- EXERCISE BRIEF -
All of the data is to be restated word for word.

BEGIN PROVIDED RECORDS

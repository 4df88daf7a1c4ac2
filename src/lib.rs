//! Bag-of-cells reader and block header decoder.
//!
//! ## `Cell` vs `CellSlice`
//!
//! Cells live in a [`CellTree`] arena and are addressed by index, so a whole
//! tree is owned by a single value and can be moved to another thread as is.
//! [`CellRef`] is a cheap copyable handle to one arena entry.
//!
//! [`CellSlice`] is a forward-only cursor over the bits and references of a
//! single cell. It is created once per decode call and is never cloned or
//! rewound: whatever was read from it cannot be read again.
//!
//! ## Decoding a block
//!
//! ```
//! use venom_block_decoder::prelude::*;
//!
//! # fn run(payload: &[u8]) -> Result<(), Box<dyn std::error::Error>> {
//! let tree = Boc::decode(payload)?;
//! let root = tree.root().ok_or("empty tree")?;
//! let block = root.parse::<Block>()?;
//! println!("seqno: {}", block.info.seq_no);
//! # Ok(())
//! # }
//! ```
//!
//! [`CellTree`]: crate::cell::CellTree
//! [`CellRef`]: crate::cell::CellRef
//! [`CellSlice`]: crate::cell::CellSlice

/// Early returns the error, like `?` does, but without the `From` conversion.
macro_rules! ok {
    ($e:expr $(,)?) => {
        match $e {
            core::result::Result::Ok(val) => val,
            core::result::Result::Err(err) => return core::result::Result::Err(err),
        }
    };
}

pub use self::boc::Boc;
pub use self::cell::{CellRef, CellSlice, CellTree};
pub use self::error::Error;

pub mod boc;
pub mod cell;
pub mod error;
pub mod indexer;
pub mod models;
pub mod num;
pub mod prelude;

mod util;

END PROVIDED RECORDS

- ANSWER -
repository 4df88daf7a1c4ac2
filename src/lib.rs
//! Bag-of-cells reader and block header decoder.
//!
//! ## `Cell` vs `CellSlice`
//!
//! Cells live in a [`CellTree`] arena and are addressed by index, so a whole
//! tree is owned by a single value and can be moved to another thread as is.
//! [`CellRef`] is a cheap copyable handle to one arena entry.
//!
//! [`CellSlice`] is a forward-only cursor over the bits and references of a
//! single cell. It is created once per decode call and is never cloned or
//! rewound: whatever was read from it cannot be read again.
//!
//! ## Decoding a block
//!
//! ```
//! use venom_block_decoder::prelude::*;
//!
//! # fn run(payload: &[u8]) -> Result<(), Box<dyn std::error::Error>> {
//! let tree = Boc::decode(payload)?;
//! let root = tree.root().ok_or("empty tree")?;
//! let block = root.parse::<Block>()?;
//! println!("seqno: {}", block.info.seq_no);
//! # Ok(())
//! # }
//! ```
//!
//! [`CellTree`]: crate::cell::CellTree
//! [`CellRef`]: crate::cell::CellRef
//! [`CellSlice`]: crate::cell::CellSlice

/// Early returns the error, like `?` does, but without the `From` conversion.
macro_rules! ok {
    ($e:expr $(,)?) => {
        match $e {
            core::result::Result::Ok(val) => val,
            core::result::Result::Err(err) => return core::result::Result::Err(err),
        }
    };
}

pub use self::boc::Boc;
pub use self::cell::{CellRef, CellSlice, CellTree};
pub use self::error::Error;

pub mod boc;
pub mod cell;
pub mod error;
pub mod indexer;
pub mod models;
pub mod num;
pub mod prelude;

mod util;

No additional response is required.